Problem details
With the line containing "are the heap" as the start and the line containing "use crate::heap::sweeper::commit_outcome;" as the end, transcribe that span of the entries below exactly, including both.

Data to examine
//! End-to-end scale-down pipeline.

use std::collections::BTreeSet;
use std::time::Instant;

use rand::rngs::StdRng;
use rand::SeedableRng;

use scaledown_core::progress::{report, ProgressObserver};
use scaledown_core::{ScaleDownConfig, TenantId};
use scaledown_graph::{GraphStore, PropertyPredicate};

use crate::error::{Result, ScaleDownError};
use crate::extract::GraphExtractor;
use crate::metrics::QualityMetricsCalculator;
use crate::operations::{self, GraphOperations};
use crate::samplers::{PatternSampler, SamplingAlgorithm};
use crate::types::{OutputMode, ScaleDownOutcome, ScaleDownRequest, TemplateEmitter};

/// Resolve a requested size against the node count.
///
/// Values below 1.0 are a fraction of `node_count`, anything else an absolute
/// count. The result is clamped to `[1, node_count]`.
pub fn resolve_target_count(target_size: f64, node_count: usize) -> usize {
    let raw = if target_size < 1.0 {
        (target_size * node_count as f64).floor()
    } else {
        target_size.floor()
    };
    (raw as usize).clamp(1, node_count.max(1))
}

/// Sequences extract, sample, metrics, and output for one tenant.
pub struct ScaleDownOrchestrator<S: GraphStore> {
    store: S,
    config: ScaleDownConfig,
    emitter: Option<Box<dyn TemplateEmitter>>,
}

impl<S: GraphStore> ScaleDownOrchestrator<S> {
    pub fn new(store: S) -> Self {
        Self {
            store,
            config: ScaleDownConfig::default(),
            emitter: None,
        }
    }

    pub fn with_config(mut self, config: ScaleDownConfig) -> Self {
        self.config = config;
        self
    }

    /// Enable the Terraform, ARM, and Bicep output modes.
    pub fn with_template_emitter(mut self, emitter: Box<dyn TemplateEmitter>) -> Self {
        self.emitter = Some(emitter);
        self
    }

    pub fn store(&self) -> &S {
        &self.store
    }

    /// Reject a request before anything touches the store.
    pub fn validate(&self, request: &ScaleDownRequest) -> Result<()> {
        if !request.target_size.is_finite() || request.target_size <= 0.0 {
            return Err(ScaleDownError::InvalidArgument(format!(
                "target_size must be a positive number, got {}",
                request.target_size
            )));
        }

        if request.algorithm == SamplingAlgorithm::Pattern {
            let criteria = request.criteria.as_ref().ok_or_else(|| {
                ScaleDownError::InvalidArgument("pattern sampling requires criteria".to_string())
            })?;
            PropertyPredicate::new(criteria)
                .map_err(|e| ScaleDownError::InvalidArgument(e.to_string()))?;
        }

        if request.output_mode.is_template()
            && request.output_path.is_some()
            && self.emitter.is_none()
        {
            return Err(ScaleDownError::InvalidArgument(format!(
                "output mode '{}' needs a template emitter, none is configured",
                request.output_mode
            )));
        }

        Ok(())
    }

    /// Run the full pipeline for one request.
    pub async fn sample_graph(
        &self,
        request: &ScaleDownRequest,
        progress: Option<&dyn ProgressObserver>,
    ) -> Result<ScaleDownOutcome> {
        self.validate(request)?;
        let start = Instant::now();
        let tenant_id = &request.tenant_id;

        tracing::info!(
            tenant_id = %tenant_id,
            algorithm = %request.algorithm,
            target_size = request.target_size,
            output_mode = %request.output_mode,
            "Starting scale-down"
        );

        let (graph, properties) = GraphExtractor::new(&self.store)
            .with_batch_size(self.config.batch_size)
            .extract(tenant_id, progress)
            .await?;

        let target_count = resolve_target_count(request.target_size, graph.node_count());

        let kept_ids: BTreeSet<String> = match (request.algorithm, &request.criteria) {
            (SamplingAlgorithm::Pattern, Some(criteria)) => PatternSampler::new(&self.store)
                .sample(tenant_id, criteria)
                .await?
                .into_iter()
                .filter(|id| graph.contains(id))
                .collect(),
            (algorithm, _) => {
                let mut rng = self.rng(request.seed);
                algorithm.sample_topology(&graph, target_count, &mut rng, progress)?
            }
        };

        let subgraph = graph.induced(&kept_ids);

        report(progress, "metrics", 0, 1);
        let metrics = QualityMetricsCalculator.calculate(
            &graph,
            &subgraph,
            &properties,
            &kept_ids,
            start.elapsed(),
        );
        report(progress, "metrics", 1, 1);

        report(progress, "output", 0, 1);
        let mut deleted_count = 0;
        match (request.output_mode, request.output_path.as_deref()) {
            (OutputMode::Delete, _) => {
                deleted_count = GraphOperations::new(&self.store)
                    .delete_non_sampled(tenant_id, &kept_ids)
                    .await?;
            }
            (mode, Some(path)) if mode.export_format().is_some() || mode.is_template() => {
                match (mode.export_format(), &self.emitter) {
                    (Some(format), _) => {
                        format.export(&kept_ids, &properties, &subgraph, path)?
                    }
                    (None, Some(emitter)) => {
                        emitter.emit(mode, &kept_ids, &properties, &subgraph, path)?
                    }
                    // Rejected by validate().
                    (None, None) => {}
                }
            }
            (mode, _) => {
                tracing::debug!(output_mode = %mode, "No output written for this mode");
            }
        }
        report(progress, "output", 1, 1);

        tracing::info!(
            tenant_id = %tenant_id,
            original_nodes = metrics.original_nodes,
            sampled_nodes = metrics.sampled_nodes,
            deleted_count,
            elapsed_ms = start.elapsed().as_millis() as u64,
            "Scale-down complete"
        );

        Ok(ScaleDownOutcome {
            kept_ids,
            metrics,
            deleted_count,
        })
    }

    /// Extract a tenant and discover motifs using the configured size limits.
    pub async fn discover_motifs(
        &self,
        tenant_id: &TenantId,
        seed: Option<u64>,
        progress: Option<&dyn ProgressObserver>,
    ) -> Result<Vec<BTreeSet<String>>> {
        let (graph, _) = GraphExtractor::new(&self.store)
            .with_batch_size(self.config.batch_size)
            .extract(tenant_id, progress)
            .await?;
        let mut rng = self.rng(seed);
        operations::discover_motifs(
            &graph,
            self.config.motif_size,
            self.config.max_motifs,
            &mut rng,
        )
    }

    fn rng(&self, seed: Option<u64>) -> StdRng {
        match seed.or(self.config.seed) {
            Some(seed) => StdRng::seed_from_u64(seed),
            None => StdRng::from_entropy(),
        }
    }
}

--

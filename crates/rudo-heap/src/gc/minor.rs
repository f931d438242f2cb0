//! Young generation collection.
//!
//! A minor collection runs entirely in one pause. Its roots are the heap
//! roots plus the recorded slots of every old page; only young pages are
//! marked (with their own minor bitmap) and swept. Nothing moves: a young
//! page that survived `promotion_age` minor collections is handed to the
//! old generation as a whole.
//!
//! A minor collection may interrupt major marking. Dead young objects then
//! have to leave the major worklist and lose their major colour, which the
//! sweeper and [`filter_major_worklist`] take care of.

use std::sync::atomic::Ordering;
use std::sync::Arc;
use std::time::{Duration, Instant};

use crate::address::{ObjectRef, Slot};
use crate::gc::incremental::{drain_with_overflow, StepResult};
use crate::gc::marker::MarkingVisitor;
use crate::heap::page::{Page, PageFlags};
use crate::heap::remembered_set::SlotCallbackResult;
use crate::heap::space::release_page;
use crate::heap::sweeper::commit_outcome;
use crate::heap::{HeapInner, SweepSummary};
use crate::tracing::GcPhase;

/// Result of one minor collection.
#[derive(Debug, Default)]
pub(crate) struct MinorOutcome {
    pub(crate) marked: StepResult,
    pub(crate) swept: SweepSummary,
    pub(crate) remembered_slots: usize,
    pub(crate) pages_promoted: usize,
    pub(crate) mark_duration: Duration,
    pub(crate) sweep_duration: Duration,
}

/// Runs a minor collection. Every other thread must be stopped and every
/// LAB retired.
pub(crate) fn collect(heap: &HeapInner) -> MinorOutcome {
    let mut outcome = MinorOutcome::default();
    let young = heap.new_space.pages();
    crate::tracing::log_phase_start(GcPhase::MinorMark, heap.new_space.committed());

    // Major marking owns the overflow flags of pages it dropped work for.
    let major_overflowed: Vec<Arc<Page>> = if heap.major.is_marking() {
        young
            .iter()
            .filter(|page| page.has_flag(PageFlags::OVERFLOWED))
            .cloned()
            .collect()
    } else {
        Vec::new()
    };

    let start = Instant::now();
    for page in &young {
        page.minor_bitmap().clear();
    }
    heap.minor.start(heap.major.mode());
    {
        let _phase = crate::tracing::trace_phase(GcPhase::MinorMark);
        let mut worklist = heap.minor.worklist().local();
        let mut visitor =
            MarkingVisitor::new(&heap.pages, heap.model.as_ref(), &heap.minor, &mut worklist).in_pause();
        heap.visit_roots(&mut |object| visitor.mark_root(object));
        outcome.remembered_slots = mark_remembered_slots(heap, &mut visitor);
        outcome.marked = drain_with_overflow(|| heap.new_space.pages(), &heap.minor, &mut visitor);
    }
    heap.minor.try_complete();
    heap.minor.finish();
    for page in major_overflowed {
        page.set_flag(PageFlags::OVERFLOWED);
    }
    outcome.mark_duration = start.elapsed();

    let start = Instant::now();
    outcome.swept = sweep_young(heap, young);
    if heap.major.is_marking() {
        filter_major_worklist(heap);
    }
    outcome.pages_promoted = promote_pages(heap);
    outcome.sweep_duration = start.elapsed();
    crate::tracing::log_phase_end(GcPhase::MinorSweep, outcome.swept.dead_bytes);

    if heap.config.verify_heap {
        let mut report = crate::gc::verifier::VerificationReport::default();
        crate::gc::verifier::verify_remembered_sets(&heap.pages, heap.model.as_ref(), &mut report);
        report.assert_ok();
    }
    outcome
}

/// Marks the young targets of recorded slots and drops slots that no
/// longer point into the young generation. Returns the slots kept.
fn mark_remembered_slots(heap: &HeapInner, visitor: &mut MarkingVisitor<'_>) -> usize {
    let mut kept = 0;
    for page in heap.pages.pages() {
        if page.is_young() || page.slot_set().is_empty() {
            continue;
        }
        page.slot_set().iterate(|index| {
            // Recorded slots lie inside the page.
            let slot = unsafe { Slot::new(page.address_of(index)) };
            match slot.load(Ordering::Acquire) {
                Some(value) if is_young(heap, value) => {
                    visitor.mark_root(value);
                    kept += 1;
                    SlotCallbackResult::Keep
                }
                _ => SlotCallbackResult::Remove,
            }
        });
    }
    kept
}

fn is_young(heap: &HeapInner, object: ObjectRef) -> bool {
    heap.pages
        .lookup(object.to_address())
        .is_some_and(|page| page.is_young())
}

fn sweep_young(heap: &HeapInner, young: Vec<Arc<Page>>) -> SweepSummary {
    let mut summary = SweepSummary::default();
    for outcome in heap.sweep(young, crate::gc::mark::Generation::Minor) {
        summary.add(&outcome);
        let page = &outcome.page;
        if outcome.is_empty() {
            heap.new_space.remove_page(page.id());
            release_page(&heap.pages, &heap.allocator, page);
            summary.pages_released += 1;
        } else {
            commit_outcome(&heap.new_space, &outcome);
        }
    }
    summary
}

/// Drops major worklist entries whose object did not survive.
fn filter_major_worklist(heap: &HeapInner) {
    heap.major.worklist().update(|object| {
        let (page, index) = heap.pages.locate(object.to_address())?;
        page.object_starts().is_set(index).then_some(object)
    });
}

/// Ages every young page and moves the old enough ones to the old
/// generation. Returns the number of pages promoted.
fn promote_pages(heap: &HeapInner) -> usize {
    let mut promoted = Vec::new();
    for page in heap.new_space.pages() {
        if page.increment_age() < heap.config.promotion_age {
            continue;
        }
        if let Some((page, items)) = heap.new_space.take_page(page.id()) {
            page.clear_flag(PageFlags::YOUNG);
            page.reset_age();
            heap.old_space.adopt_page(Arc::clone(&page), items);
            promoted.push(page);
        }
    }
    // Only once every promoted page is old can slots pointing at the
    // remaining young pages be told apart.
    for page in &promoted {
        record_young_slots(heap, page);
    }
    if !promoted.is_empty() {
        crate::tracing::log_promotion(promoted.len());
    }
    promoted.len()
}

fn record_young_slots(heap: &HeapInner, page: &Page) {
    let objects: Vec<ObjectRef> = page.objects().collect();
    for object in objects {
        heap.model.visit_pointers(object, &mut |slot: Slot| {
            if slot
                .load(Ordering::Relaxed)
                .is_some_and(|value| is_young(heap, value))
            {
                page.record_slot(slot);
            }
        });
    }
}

Completed task
//! A minor collection runs entirely in one pause. Its roots are the heap
//! roots plus the recorded slots of every old page; only young pages are
//! marked (with their own minor bitmap) and swept. Nothing moves: a young
//! page that survived `promotion_age` minor collections is handed to the
//! old generation as a whole.
//!
//! A minor collection may interrupt major marking. Dead young objects then
//! have to leave the major worklist and lose their major colour, which the
//! sweeper and [`filter_major_worklist`] take care of.

use std::sync::atomic::Ordering;
use std::sync::Arc;
use std::time::{Duration, Instant};

use crate::address::{ObjectRef, Slot};
use crate::gc::incremental::{drain_with_overflow, StepResult};
use crate::gc::marker::MarkingVisitor;
use crate::heap::page::{Page, PageFlags};
use crate::heap::remembered_set::SlotCallbackResult;
use crate::heap::space::release_page;
use crate::heap::sweeper::commit_outcome;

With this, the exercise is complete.